[Raw data]

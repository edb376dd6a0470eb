/*
    Copyright © 2023, ParallelChain Lab
    Licensed under the Apache License, Version 2.0: http://www.apache.org/licenses/LICENSE-2.0
*/

//! The durable safety record and the store it is committed to.
//!
//! [`SafetyState`] is the small piece of state that must survive a crash for the node to stay
//! safe: the view below which it refuses conflicting proposals (the lock), and the last vote
//! it cast. The state is a value -- transitions return a new `SafetyState` rather than
//! mutating in place -- and [`SafetyRules`](crate::safety::rules::SafetyRules) commits it to
//! the [`PersistentSafetyStore`] before any vote leaves the node. A restarted node reloaded
//! from the store can therefore never vote twice in one view with different contents.
//!
//! Invariants maintained across transitions:
//! 1. [`last_voted_view`](SafetyState::last_voted_view) strictly increases across successive
//!    accepted votes.
//! 2. [`locked_view`](SafetyState::locked_view) is monotonically non-decreasing.

use borsh::{BorshDeserialize, BorshSerialize};

use crate::messages::Vote;
use crate::types::basic::View;

/// The durable safety record: the locked view and the last vote cast. The last voted view is
/// derived from the last vote.
#[derive(Clone, Debug, PartialEq, Eq, BorshDeserialize, BorshSerialize)]
pub struct SafetyState {
    locked_view: View,
    last_vote: Option<Vote>,
}

impl SafetyState {
    pub fn new(locked_view: View, last_vote: Option<Vote>) -> Self {
        Self {
            locked_view,
            last_vote,
        }
    }

    /// The state of a node that has never voted: locked at genesis, no last vote.
    pub fn initial() -> Self {
        Self::new(View::genesis(), None)
    }

    pub fn locked_view(&self) -> View {
        self.locked_view
    }

    /// The view of the last vote cast, or the genesis view if the node has never voted.
    pub fn last_voted_view(&self) -> View {
        self.last_vote
            .as_ref()
            .map(Vote::view)
            .unwrap_or_else(View::genesis)
    }

    pub fn last_vote(&self) -> Option<&Vote> {
        self.last_vote.as_ref()
    }

    /// The state with the lock advanced to `locked_view`.
    pub fn with_locked_view(&self, locked_view: View) -> SafetyState {
        SafetyState {
            locked_view,
            last_vote: self.last_vote.clone(),
        }
    }

    /// The state with `last_vote` recorded as the most recent vote.
    pub fn with_last_vote(&self, last_vote: Vote) -> SafetyState {
        SafetyState {
            locked_view: self.locked_view,
            last_vote: Some(last_vote),
        }
    }
}

/// Durable storage for the [`SafetyState`].
pub trait PersistentSafetyStore {
    /// Commit `state` to durable storage. Implementations must not return until the record is
    /// crash-safe: the safety rules release a vote only after this call returns. A store that
    /// cannot commit indicates a broken node, not a protocol condition.
    fn commit_state(&mut self, state: &SafetyState);
}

[/Raw data]

Filter the records above for lines with "must".

//! [`SafetyState`] is the small piece of state that must survive a crash for the node to stay
    /// Commit `state` to durable storage. Implementations must not return until the record is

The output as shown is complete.